Aim of the exercise
Every line below between the one holding "a fresh buffer" and the one holding "per seed, collecting", inclusive, should be copied exactly, and no other line.

Records shown
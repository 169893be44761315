use nalgebra::Vector3;
use rand::SeedableRng;
use rand::rngs::StdRng;
use rand_distr::{Distribution, StandardNormal};
use tracing::{info, instrument, warn};

use crate::core::models::resolution::ResolutionLevel;
use crate::core::models::system::ParticleSystem;
use crate::engine::anneal::{CancellationToken, anneal};
use crate::engine::config::StructureConfig;
use crate::engine::error::EngineError;
use crate::engine::progress::{Progress, ProgressReporter};

#[cfg(feature = "parallel")]
use rayon::prelude::*;

/// One independent, fully converged structure.
#[derive(Debug, Clone)]
pub struct Model {
    pub index: usize,
    pub seed: Option<u64>,
    pub system: ParticleSystem,
}

/// A model run that failed; other models in the same batch are unaffected.
#[derive(Debug)]
pub struct ModelFailure {
    pub index: usize,
    pub error: EngineError,
}

/// The outcome of a multi-model batch: converged models plus per-model
/// failures. An entirely failed batch still returns `Ok` with an empty
/// `models` list; interpreting partial results is the caller's decision.
#[derive(Debug, Default)]
pub struct ModelSet {
    pub models: Vec<Model>,
    pub failures: Vec<ModelFailure>,
}

/// Runs the full coarse-to-fine pipeline once, producing the finest level's
/// coordinates.
///
/// The coarsest level starts from a random placement inside
/// `config.init_radius`; every subsequent level starts from a fresh buffer
/// expanded from the previous level's converged coordinates. All levels share
/// the same annealing parameters.
#[instrument(skip_all, name = "structure_workflow", fields(levels = levels.len()))]
pub fn calculate_structure(
    levels: &[ResolutionLevel],
    config: &StructureConfig,
    seed: Option<u64>,
    reporter: &ProgressReporter,
    cancel: &CancellationToken,
) -> Result<ParticleSystem, EngineError> {
    validate_hierarchy(levels)?;

    let mut rng = match seed {
        Some(seed) => StdRng::seed_from_u64(seed),
        None => StdRng::from_entropy(),
    };

    let coarsest = &levels[0];
    let mut system = ParticleSystem::random_in_sphere(
        coarsest.particle_count(),
        config.particle_mass,
        config.particle_radius,
        config.init_radius,
        &mut rng,
    );

    let mut final_violations = 0;
    for (idx, level) in levels.iter().enumerate() {
        if idx > 0 {
            system = expand_to_level(&system, &levels[idx - 1], level, config, &mut rng);
        }
        info!(
            bases_per_particle = level.bases_per_particle(),
            particles = level.particle_count(),
            "Annealing resolution level."
        );
        reporter.report(Progress::LevelStart {
            bases_per_particle: level.bases_per_particle(),
            particle_count: level.particle_count(),
            num_stages: config.anneal.num_temp_steps as u64,
        });
        let outcome = anneal(
            &mut system,
            level.restraints(),
            &config.anneal,
            &mut rng,
            reporter,
            cancel,
        )?;
        final_violations = outcome.final_diagnostics.restraint_violations;
        reporter.report(Progress::LevelFinish);
    }

    reporter.report(Progress::Message(format!(
        "converged with {final_violations} violated restraint(s) at the finest level"
    )));
    Ok(system)
}

/// Runs `config.num_models` independent pipelines, one per seed, collecting
/// failures without aborting the batch. Models are the coarse-grained unit of
/// parallelism: with the `parallel` feature they fan out across the rayon
/// pool, sharing nothing but read-only inputs.
#[instrument(skip_all, name = "model_batch", fields(models = config.num_models))]
pub fn generate_models(
    levels: &[ResolutionLevel],
    config: &StructureConfig,
    reporter: &ProgressReporter,
    cancel: &CancellationToken,
) -> Result<ModelSet, EngineError> {
    validate_hierarchy(levels)?;

    let run_one = |index: usize| -> (usize, Option<u64>, Result<ParticleSystem, EngineError>) {
        let seed = config.random_seed.map(|base| base + index as u64);
        reporter.report(Progress::ModelStart {
            index,
            total: config.num_models,
        });
        let result = calculate_structure(levels, config, seed, reporter, cancel);
        if result.is_ok() {
            reporter.report(Progress::ModelFinish { index });
        }
        (index, seed, result)
    };

    #[cfg(not(feature = "parallel"))]
    let outcomes: Vec<_> = (0..config.num_models).map(run_one).collect();

    #[cfg(feature = "parallel")]
    let outcomes: Vec<_> = (0..config.num_models).into_par_iter().map(run_one).collect();

    let mut set = ModelSet::default();
    for (index, seed, result) in outcomes {
        match result {
            Ok(system) => set.models.push(Model {
                index,
                seed,
                system,
            }),
            Err(error) => {
                warn!(model = index, %error, "Model run failed; continuing with the rest.");
                set.failures.push(ModelFailure { index, error });
            }
        }
    }

    info!(
        converged = set.models.len(),
        failed = set.failures.len(),
        "Model batch complete."
    );
    Ok(set)
}

/// Builds the fine level's initial coordinates from the coarse level's
/// converged ones: each fine particle inherits the position of the coarse
/// particle covering its genomic interval, plus Gaussian jitter so coincident
/// siblings can separate under repulsion.
pub fn expand_to_level(
    coarse: &ParticleSystem,
    coarse_level: &ResolutionLevel,
    fine_level: &ResolutionLevel,
    config: &StructureConfig,
    rng: &mut StdRng,
) -> ParticleSystem {
    let coarse_positions = coarse.positions();
    let positions = (0..fine_level.particle_count())
        .map(|fine_idx| {
            let parent = parent_index(fine_idx, fine_level, coarse_level);
            let x: f64 = StandardNormal.sample(rng);
            let y: f64 = StandardNormal.sample(rng);
            let z: f64 = StandardNormal.sample(rng);
            let jitter = Vector3::new(
                config.jitter_sigma * x,
                config.jitter_sigma * y,
                config.jitter_sigma * z,
            );
            coarse_positions[parent] + jitter
        })
        .collect();
    ParticleSystem::from_parts(
        positions,
        vec![config.particle_mass; fine_level.particle_count()],
        vec![config.particle_radius; fine_level.particle_count()],
    )
}

/// Maps a fine particle to the coarse particle covering the start of its
/// genomic interval.
fn parent_index(
    fine_idx: usize,
    fine_level: &ResolutionLevel,
    coarse_level: &ResolutionLevel,
) -> usize {
    let genomic_start = fine_idx as u64 * fine_level.bases_per_particle();
    let parent = (genomic_start / coarse_level.bases_per_particle()) as usize;
    parent.min(coarse_level.particle_count() - 1)
}

fn validate_hierarchy(levels: &[ResolutionLevel]) -> Result<(), EngineError> {
    if levels.is_empty() {
        return Err(EngineError::Configuration(
            "at least one resolution level is required".to_string(),
        ));
    }
    for pair in levels.windows(2) {
        if pair[1].bases_per_particle() >= pair[0].bases_per_particle()
            || pair[1].particle_count() < pair[0].particle_count()
        {
            return Err(EngineError::Configuration(format!(
                "resolution levels must be ordered coarse to fine ({} bp / {} particles followed by {} bp / {} particles)",
                pair[0].bases_per_particle(),
                pair[0].particle_count(),
                pair[1].bases_per_particle(),
                pair[1].particle_count(),
            )));
        }
    }
    Ok(())
}
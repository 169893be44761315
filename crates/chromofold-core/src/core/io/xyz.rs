use std::fs::File;
use std::io::{self, BufWriter, Write};
use std::path::Path;

use crate::core::models::system::ParticleSystem;

/// Pseudo-atom label used for every particle; genome particles carry no
/// element identity.
const PARTICLE_LABEL: &str = "P";

/// Writes a particle system in XYZ-flavored text: a count line, a comment
/// line, then one labeled coordinate line per particle in index order.
pub fn write_xyz<W: Write>(writer: W, system: &ParticleSystem, comment: &str) -> io::Result<()> {
    let mut writer = writer;
    writeln!(writer, "{}", system.len())?;
    writeln!(writer, "{comment}")?;
    for position in system.positions() {
        writeln!(
            writer,
            "{PARTICLE_LABEL} {:.6} {:.6} {:.6}",
            position.x, position.y, position.z
        )?;
    }
    writer.flush()
}

pub fn write_xyz_file(path: &Path, system: &ParticleSystem, comment: &str) -> io::Result<()> {
    let file = File::create(path)?;
    write_xyz(BufWriter::new(file), system, comment)
}
//! # Workflows Module
//!
//! The public, user-facing layer. It drives the annealing engine across a
//! coarse-to-fine resolution hierarchy to produce one structure model, and
//! orchestrates independent models across random seeds.

pub mod structure;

Written answer
/// `config.init_radius`; every subsequent level starts from a fresh buffer
/// expanded from the previous level's converged coordinates. All levels share
/// the same annealing parameters.
#[instrument(skip_all, name = "structure_workflow", fields(levels = levels.len()))]
pub fn calculate_structure(
    levels: &[ResolutionLevel],
    config: &StructureConfig,
    seed: Option<u64>,
    reporter: &ProgressReporter,
    cancel: &CancellationToken,
) -> Result<ParticleSystem, EngineError> {
    validate_hierarchy(levels)?;

    let mut rng = match seed {
        Some(seed) => StdRng::seed_from_u64(seed),
        None => StdRng::from_entropy(),
    };

    let coarsest = &levels[0];
    let mut system = ParticleSystem::random_in_sphere(
        coarsest.particle_count(),
        config.particle_mass,
        config.particle_radius,
        config.init_radius,
        &mut rng,
    );

    let mut final_violations = 0;
    for (idx, level) in levels.iter().enumerate() {
        if idx > 0 {
            system = expand_to_level(&system, &levels[idx - 1], level, config, &mut rng);
        }
        info!(
            bases_per_particle = level.bases_per_particle(),
            particles = level.particle_count(),
            "Annealing resolution level."
        );
        reporter.report(Progress::LevelStart {
            bases_per_particle: level.bases_per_particle(),
            particle_count: level.particle_count(),
            num_stages: config.anneal.num_temp_steps as u64,
        });
        let outcome = anneal(
            &mut system,
            level.restraints(),
            &config.anneal,
            &mut rng,
            reporter,
            cancel,
        )?;
        final_violations = outcome.final_diagnostics.restraint_violations;
        reporter.report(Progress::LevelFinish);
    }

    reporter.report(Progress::Message(format!(
        "converged with {final_violations} violated restraint(s) at the finest level"
    )));
    Ok(system)
}

/// Runs `config.num_models` independent pipelines, one per seed, collecting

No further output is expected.